** Try it **
For each line in the data below that has the word "mismatches", copy that line.

________

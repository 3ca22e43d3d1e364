use std::sync::Arc;

use chrono::Utc;
use tokio_util::sync::CancellationToken;

use crate::compaction::{CompactionEngine, CompactionResult};
use crate::error::StrandError;
use crate::provider::ModelClient;
use crate::session::{EntryId, EntryPayload};
use crate::tools::ToolExecutor;
use crate::types::Message;

use super::super::events::{AgentEvent, CompactionReason};
use super::super::types::{LoopState, RunOutcome, TerminalState};
use super::control::AgentEventEmitter;
use super::message_events::emit_message_lifecycle;
use super::{MessageBatchFn, RunRequest};

mod llm_phase;
mod tool_phase;

pub use llm_phase::MAX_OVERFLOW_RECOVERIES;

use llm_phase::{run_llm_phase, LlmPhaseOutcome};
use tool_phase::{run_tool_phase, ToolPhaseOutcome};

enum LoopExit {
    Done,
    Aborted,
    Failed(StrandError),
}

impl From<StrandError> for LoopExit {
    fn from(err: StrandError) -> Self {
        match err {
            StrandError::Aborted => Self::Aborted,
            err => Self::Failed(err),
        }
    }
}

/// Everything one spawned run owns.
pub(super) struct LoopRun {
    pub(super) request: RunRequest,
    pub(super) client: Arc<dyn ModelClient>,
    pub(super) executor: ToolExecutor,
    pub(super) compaction: CompactionEngine,
    pub(super) emitter: AgentEventEmitter,
    pub(super) cancel: CancellationToken,
}

impl LoopRun {
    pub(super) async fn drive(self) {
        let run_id = self.emitter.run_id();
        tracing::debug!(
            run_id = %run_id,
            model = %self.client.model_id(),
            input_messages = self.request.input.len(),
            "run start"
        );
        self.emitter.emit(AgentEvent::AgentStart { run_id });

        let exit = self.run_turns().await;
        let outcome = self.outcome(exit).await;
        match &outcome.error {
            Some(error) => {
                tracing::warn!(run_id = %run_id, state = %outcome.state, error = %error, "run end")
            }
            None => tracing::debug!(run_id = %run_id, state = %outcome.state, "run end"),
        }
        self.emitter.finish(outcome);
    }

    async fn run_turns(&self) -> LoopExit {
        let run_id = self.emitter.run_id();
        let mut pending = self.request.input.clone();
        let mut turn_index = 0usize;

        loop {
            'inner: loop {
                if self.cancel.is_cancelled() {
                    return LoopExit::Aborted;
                }
                if let Some(max_turns) = self.request.config.max_turns {
                    if turn_index >= max_turns {
                        return LoopExit::Failed(StrandError::InvalidState(format!(
                            "turn limit reached (max_turns={max_turns})"
                        )));
                    }
                }

                turn_index += 1;
                self.emitter.emit(AgentEvent::TurnStart { run_id, turn_index });
                for message in pending.drain(..) {
                    if let Err(err) = self.append_message(message).await {
                        return err.into();
                    }
                }

                let assistant = match run_llm_phase(self, turn_index).await {
                    LlmPhaseOutcome::Ready(message) => message,
                    LlmPhaseOutcome::Aborted => return LoopExit::Aborted,
                    LlmPhaseOutcome::Failed(err) => return err.into(),
                };

                let had_tool_calls = match run_tool_phase(self, turn_index, assistant).await {
                    ToolPhaseOutcome::Completed { had_tool_calls } => had_tool_calls,
                    ToolPhaseOutcome::Steered(messages) => {
                        pending = messages;
                        continue 'inner;
                    }
                    ToolPhaseOutcome::Aborted => return LoopExit::Aborted,
                    ToolPhaseOutcome::Failed(err) => return err.into(),
                };

                let Some(steering) = self.poll_steering().await else {
                    return LoopExit::Aborted;
                };
                if !steering.is_empty() {
                    pending = steering;
                    continue 'inner;
                }
                if !had_tool_calls {
                    break 'inner;
                }
            }

            let follow_ups = self
                .poll_batch(self.request.get_follow_up_messages.as_ref())
                .await;
            let Some(follow_ups) = follow_ups else {
                return LoopExit::Aborted;
            };
            if follow_ups.is_empty() {
                return LoopExit::Done;
            }
            tracing::debug!(
                run_id = %run_id,
                count = follow_ups.len(),
                "follow-up messages queued"
            );
            pending = follow_ups;
        }
    }

    async fn outcome(&self, exit: LoopExit) -> RunOutcome {
        let (state, error) = match exit {
            LoopExit::Done => (TerminalState::Done, None),
            LoopExit::Aborted => (TerminalState::Aborted, None),
            LoopExit::Failed(err) => (TerminalState::Error, Some(err)),
        };

        let tree = self.request.session.read().await;
        let messages = match tree.build_context(None) {
            Ok(context) => context.messages,
            Err(err) => {
                tracing::warn!(
                    run_id = %self.emitter.run_id(),
                    error = %err,
                    "failed to materialize final context"
                );
                Vec::new()
            }
        };

        RunOutcome {
            run_id: self.emitter.run_id(),
            state,
            error_kind: error.as_ref().map(StrandError::kind),
            error: error.map(|err| err.to_string()),
            leaf_id: tree.leaf_id().map(str::to_string),
            messages,
            finished_at: Utc::now(),
        }
    }

    /// Append `message` under the current leaf.
    pub(super) async fn persist(&self, message: Message) -> Result<EntryId, StrandError> {
        let mut tree = self.request.session.write().await;
        Ok(tree.append(EntryPayload::message(message))?)
    }

    /// Append `message` and announce it.
    pub(super) async fn append_message(&self, message: Message) -> Result<EntryId, StrandError> {
        let id = self.persist(message.clone()).await?;
        emit_message_lifecycle(&self.emitter, &message);
        Ok(id)
    }

    /// `None` when the run was aborted while waiting.
    async fn poll_batch(&self, provider: Option<&MessageBatchFn>) -> Option<Vec<Message>> {
        let Some(provider) = provider else {
            return Some(Vec::new());
        };
        tokio::select! {
            biased;
            _ = self.cancel.cancelled() => None,
            messages = provider() => Some(messages),
        }
    }

    pub(super) async fn poll_steering(&self) -> Option<Vec<Message>> {
        let resume = self.emitter.state();
        self.emitter.set_state(LoopState::AwaitingSteering);
        let steering = self
            .poll_batch(self.request.get_steering_messages.as_ref())
            .await;
        self.emitter.set_state(resume);
        if let Some(messages) = &steering {
            if !messages.is_empty() {
                tracing::debug!(
                    run_id = %self.emitter.run_id(),
                    count = messages.len(),
                    "steering messages queued"
                );
            }
        }
        steering
    }

    /// Compact the session, bracketed by compaction events.
    pub(super) async fn compact(
        &self,
        reason: CompactionReason,
    ) -> Result<Option<CompactionResult>, StrandError> {
        if self.cancel.is_cancelled() {
            return Err(StrandError::Aborted);
        }
        let run_id = self.emitter.run_id();
        self.emitter.emit(AgentEvent::CompactionStart { run_id, reason });

        let force = reason == CompactionReason::Overflow;
        let result = self
            .compaction
            .compact(&self.request.session, None, &self.cancel, force)
            .await;

        let (entry_id, record, error) = match &result {
            Ok(Some(compacted)) => (
                Some(compacted.entry_id.clone()),
                Some(compacted.record.clone()),
                None,
            ),
            Ok(None) => (None, None, None),
            Err(err) => (None, None, Some(err.to_string())),
        };
        self.emitter.emit(AgentEvent::CompactionEnd {
            run_id,
            reason,
            entry_id,
            record,
            error,
        });
        result
    }
}
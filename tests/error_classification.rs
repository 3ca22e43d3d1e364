use std::path::Path;

use pretty_assertions::assert_eq;
use serde::Deserialize;
use strand::error::classify::PATTERN_TABLE_VERSION;
use strand::error::{classify_error_text, extract_retry_delay_ms, ErrorKind, StrandError};

#[derive(Deserialize)]
struct Fixture {
    version: u32,
    cases: Vec<Case>,
    retry_hints: Vec<RetryHint>,
}

#[derive(Deserialize)]
struct Case {
    message: String,
    status: Option<u16>,
    kind: ErrorKind,
}

#[derive(Deserialize)]
struct RetryHint {
    message: String,
    delay_ms: Option<u64>,
}

fn load_fixture(version: u32) -> Fixture {
    let path = Path::new(env!("CARGO_MANIFEST_DIR"))
        .join("tests/fixtures")
        .join(format!("error_patterns_v{version}.json"));
    let raw = std::fs::read_to_string(&path).expect("read fixture");
    serde_json::from_str(&raw).expect("parse fixture")
}

fn mismatches(fixture: &Fixture) -> Vec<String> {
    fixture
        .cases
        .iter()
        .filter_map(|case| {
            let actual = classify_error_text(&case.message, case.status);
            (actual != case.kind).then(|| {
                format!(
                    "v{} {:?} (status {:?}): expected {}, got {actual}",
                    fixture.version, case.message, case.status, case.kind
                )
            })
        })
        .collect()
}

#[test]
fn pattern_table_matches_its_fixture() {
    let fixture = load_fixture(PATTERN_TABLE_VERSION);
    assert_eq!(fixture.version, PATTERN_TABLE_VERSION);

    let mismatches = mismatches(&fixture);
    assert!(mismatches.is_empty(), "{mismatches:#?}");
}

#[test]
fn earlier_fixtures_still_classify_the_same() {
    let mismatches: Vec<String> = (1..PATTERN_TABLE_VERSION)
        .map(load_fixture)
        .flat_map(|fixture| mismatches(&fixture))
        .collect();
    assert!(mismatches.is_empty(), "{mismatches:#?}");
}

#[test]
fn client_errors_are_not_retried_for_numbers_in_their_text() {
    let error = StrandError::provider("max_tokens: 500 is above the allowed maximum", Some(400));
    assert_eq!(error.kind(), ErrorKind::Fatal);
    assert!(!error.is_retryable());
}

#[test]
fn retry_hints_match_their_fixture() {
    let fixture = load_fixture(PATTERN_TABLE_VERSION);
    for hint in &fixture.retry_hints {
        assert_eq!(
            extract_retry_delay_ms(&hint.message),
            hint.delay_ms,
            "{:?}",
            hint.message
        );
    }
}

#[test]
fn error_variants_map_onto_kinds() {
    assert_eq!(
        StrandError::RateLimited {
            retry_after_ms: None
        }
        .kind(),
        ErrorKind::Retryable
    );
    assert_eq!(StrandError::Timeout(1_000).kind(), ErrorKind::Retryable);
    assert_eq!(
        StrandError::ContextOverflow("too big".into()).kind(),
        ErrorKind::ContextOverflow
    );
    assert_eq!(StrandError::Aborted.kind(), ErrorKind::Fatal);
    assert_eq!(
        StrandError::Stream("connection reset by peer".into()).kind(),
        ErrorKind::Retryable
    );

    let provider = StrandError::provider("Rate limited. Please try again in 3s", Some(429));
    assert!(provider.is_retryable());
    assert_eq!(provider.retry_after_ms(), Some(3_000));
}
//! Convenience re-exports for common use.

pub use crate::agent::{Agent, AgentConfig, AgentState, QueueMode};
pub use crate::agent_loop::{AgentEvent, AgentLoop, RunHandle, RunOutcome, RunRequest, TerminalState};
pub use crate::config::{CompactionSettings, LoopConfig, ToolExecutionMode};
pub use crate::error::{ErrorKind, Result, StrandError};
pub use crate::provider::{GenerationSettings, ModelClient, ModelRequest, ModelStream};
pub use crate::session::{EntryPayload, SessionTree, SharedSession};
pub use crate::tools::{FnTool, Tool, ToolOutput, ToolParameters};
pub use crate::types::{AssistantMessage, ContentBlock, Message, StopReason, ToolCall, ToolResultMessage};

________

** Completed exercise **
fn mismatches(fixture: &Fixture) -> Vec<String> {
    let mismatches = mismatches(&fixture);
    assert!(mismatches.is_empty(), "{mismatches:#?}");
    let mismatches: Vec<String> = (1..PATTERN_TABLE_VERSION)
        .flat_map(|fixture| mismatches(&fixture))
    assert!(mismatches.is_empty(), "{mismatches:#?}");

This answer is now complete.